The battle has raged for a decade around forcing corporate America to recognize option grants as a real income-statement expense, primarily pitting option-heavy companies against shareholder advocates. The U.S. rule-making Financial Accounting Standards Board is on its way to issuing a draft expensing standard this month, specifying how exactly to account for the expenses. The issue that's attracted the most attention is how to determine an employee option's value -- the amount that would go to the bottom line.

FASB has decided not to impose any particular technique. Companies, it says, bear the responsibility to look for the best tool. Still, given the advantages inherent in what FASB calls a "more robust" approach, the board will encourage companies, especially those with large option grants, to switch to binomial from Black-Scholes. And once they make the switch, they won't be allowed to switch back.

"If stock options represent a significant portion of your compensation plan, you should use binomial," says FASB Chairman Robert Herz. "Binomial, if properly done, could produce a more refined estimate" of an employee option's value, though Mr.
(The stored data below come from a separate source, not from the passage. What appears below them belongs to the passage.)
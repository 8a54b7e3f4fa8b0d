use steelsoul_engine::shop::{BASE_REROLL_FEE, draw_template};
use steelsoul_engine::{Catalog, Dice, GameError, Inventory, Rarity, Shop, builtin_gamedata};

fn catalog() -> Catalog {
    builtin_gamedata().unwrap().catalog
}

#[test]
fn weighted_draw_converges_to_rarity_table() {
    let catalog = catalog();
    let pools = catalog.ids_by_rarity();
    let mut dice = Dice::from_seed(2024);
    let mut counts = [0u32; 4];
    let n = 20_000;
    for _ in 0..n {
        let tid = draw_template(&pools, &mut dice).unwrap();
        let rarity = catalog.prototype(tid).unwrap().rarity();
        counts[rarity.ordinal() as usize] += 1;
    }
    for (rarity, expected) in Rarity::ALL.iter().zip([0.50, 0.30, 0.15, 0.05]) {
        let share = f64::from(counts[rarity.ordinal() as usize]) / f64::from(n);
        assert!((share - expected).abs() < 0.02, "{} share {} vs {}", rarity, share, expected);
    }
}

#[test]
fn refresh_offers_three_distinct_level_one_items() {
    let catalog = catalog();
    let mut shop = Shop::new();
    assert!(shop.needs_refresh());
    let mut dice = Dice::from_seed(1);
    for _ in 0..50 {
        shop.refresh(&catalog, &mut dice);
        let mut ids: Vec<i32> = shop.offers().iter().map(|o| o.item.template_id()).collect();
        assert_eq!(ids.len(), 3);
        ids.dedup();
        ids.sort();
        ids.dedup();
        assert_eq!(ids.len(), 3);
        for offer in shop.offers() {
            assert_eq!(offer.item.level(), 1);
            assert_eq!(offer.price, 500 * offer.item.rarity().multiplier());
        }
    }
    assert!(!shop.needs_refresh());
}

#[test]
fn refresh_stays_distinct_when_draws_keep_repeating() {
    let catalog = catalog();
    let mut shop = Shop::new();
    // every draw lands on the same Broken template
    let mut dice = Dice::from_scripted(vec![0]);
    shop.refresh(&catalog, &mut dice);
    let mut ids: Vec<i32> = shop.offers().iter().map(|o| o.item.template_id()).collect();
    ids.sort();
    ids.dedup();
    assert_eq!(ids.len(), 3);
}

#[test]
fn tiny_catalog_repeats_offers() {
    let full = catalog();
    let one = Catalog::from_prototypes(full.prototype(101).cloned());
    let mut shop = Shop::new();
    shop.refresh(&one, &mut Dice::from_seed(3));
    assert_eq!(shop.offers().len(), 3);
    assert!(shop.offers().iter().all(|o| o.item.template_id() == 101));

    let empty = Catalog::default();
    shop.refresh(&empty, &mut Dice::from_seed(3));
    assert!(shop.offers().is_empty());
}

#[test]
fn purchase_moves_item_and_charges_price() {
    let catalog = catalog();
    let mut shop = Shop::new();
    shop.refresh(&catalog, &mut Dice::from_seed(5));
    let mut inventory = Inventory::new();
    let offered = shop.offers()[1].clone();

    let mut wallet = offered.price - 1;
    assert_eq!(
        shop.purchase(1, &mut wallet, &mut inventory),
        Err(GameError::InsufficientExp { needed: offered.price, available: offered.price - 1 })
    );
    assert_eq!(shop.offers().len(), 3);
    assert!(inventory.is_empty());

    assert_eq!(
        shop.purchase(7, &mut wallet, &mut inventory),
        Err(GameError::InvalidSelection { index: 7, len: 3 })
    );

    let mut wallet = offered.price + 10;
    let key = shop.purchase(1, &mut wallet, &mut inventory).unwrap();
    assert_eq!(wallet, 10);
    assert_eq!(inventory.get(key), Some(&offered.item));
    assert_eq!(shop.offers().len(), 2);
}

#[test]
fn reroll_fee_doubles_and_resets_on_natural_refresh() {
    let catalog = catalog();
    let mut shop = Shop::new();
    let mut dice = Dice::from_seed(8);
    shop.refresh(&catalog, &mut dice);

    let mut wallet = 120;
    assert_eq!(shop.reroll(&catalog, &mut dice, &mut wallet), Ok(BASE_REROLL_FEE));
    assert_eq!(shop.reroll_fee(), 100);
    assert_eq!(wallet, 70);

    let before = shop.offers().to_vec();
    assert_eq!(
        shop.reroll(&catalog, &mut dice, &mut wallet),
        Err(GameError::InsufficientExp { needed: 100, available: 70 })
    );
    assert_eq!(shop.offers(), before.as_slice());
    assert_eq!(shop.reroll_fee(), 100);
    assert_eq!(wallet, 70);

    shop.mark_needs_refresh();
    assert!(shop.refresh_if_needed(&catalog, &mut dice));
    assert_eq!(shop.reroll_fee(), BASE_REROLL_FEE);
    assert!(!shop.refresh_if_needed(&catalog, &mut dice));
}

#[test]
fn record_round_trip_keeps_offers_and_fee() {
    let catalog = catalog();
    let mut shop = Shop::new();
    let mut dice = Dice::from_seed(13);
    shop.refresh(&catalog, &mut dice);
    let mut wallet = 1000;
    shop.reroll(&catalog, &mut dice, &mut wallet).unwrap();

    let record = shop.to_record();
    let text = serde_json::to_string(&record).unwrap();
    let restored = Shop::from_record(&serde_json::from_str(&text).unwrap(), &catalog);
    assert_eq!(restored.offers(), shop.offers());
    assert_eq!(restored.reroll_fee(), 100);
    assert!(!restored.needs_refresh());
}

#[test]
fn record_levels_are_clamped_before_purchase() {
    use steelsoul_engine::save::{ShopItemRecord, ShopRecord};

    let catalog = catalog();
    let record = ShopRecord {
        needs_refresh: false,
        manual_refresh_cost: 0,
        items: vec![
            ShopItemRecord { equipment_id: 101, equipment_level: 9, price: 1 },
            ShopItemRecord { equipment_id: 202, equipment_level: 0, price: 1 },
        ],
    };
    let mut shop = Shop::from_record(&record, &catalog);
    assert_eq!(shop.reroll_fee(), BASE_REROLL_FEE);
    let levels: Vec<u8> = shop.offers().iter().map(|o| o.item.level()).collect();
    assert_eq!(levels, [3, 1]);

    let mut wallet = 10;
    let mut inventory = Inventory::new();
    let key = shop.purchase(0, &mut wallet, &mut inventory).unwrap();
    let bought = inventory.get(key).unwrap();
    assert_eq!(bought.level(), bought.max_level());
}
Herz adds that Black-Scholes still provides a "reasonable" estimate and that switching valuation methods could be onerous for some companies.

Given the valuation flexibility to be permitted by FASB, corporate executives, mindful of the potential blow to earnings, may want to see which tool could produce a lower value for the options. At least for now, many valuation experts say it's impossible to generalize the dollar difference between the numbers derived from the two techniques.

Employee options give workers the right to buy their companies' shares at a fixed price within a specified period. They generally don't vest for a number of years, can't be traded, and pay off only if the stock price rises.

Black-Scholes is designed to price short-term, publicly traded options but has nevertheless won near-universal acceptance by American employers for a decade. The popularity is mainly due to "its relative simplicity, not accuracy," says Stephen Ross, a co-discoverer of the binomial approach and currently a professor of financial economics at the Massachusetts Institute of Technology.

Critics of options expensing say no methodology reliably values an employee option.

But a key advantage binomial has over Black-Scholes is that it takes into account the possibility that changes in the stock price may influence the timing of when employees exercise options, an eventuality that FASB has said companies should make in assumptions about calculating options' fair value.

Employees typically have a price point in mind at which they want to exercise options, says compensation expert Carl Weinberg of PricewaterhouseCoopers's human-resource practice, and the only way to capture the correlation between changing stock price and employees' expectations is "the tree-like binomial approach."

The binomial approach makes use of a "binomial tree" or "lattice" model and contains an array of probabilities relating to stock-price movement and whether exercise is profitable at each stage.

Indeed, it is because of this adjustability that American International Group decided to change its option-pricing tool to binomial from Black-Scholes, and it also began expensing options. In its 2002 annual report the New York insurer switched to binomial and recalculated the fair value of stock options for some prior years. Thus, for example, AIG said in that report, it recorded $195 million of stock options in 2001 and $58 million in 2000 rather than the Black-Scholes-derived values of about $213 million and $85 million in 2000.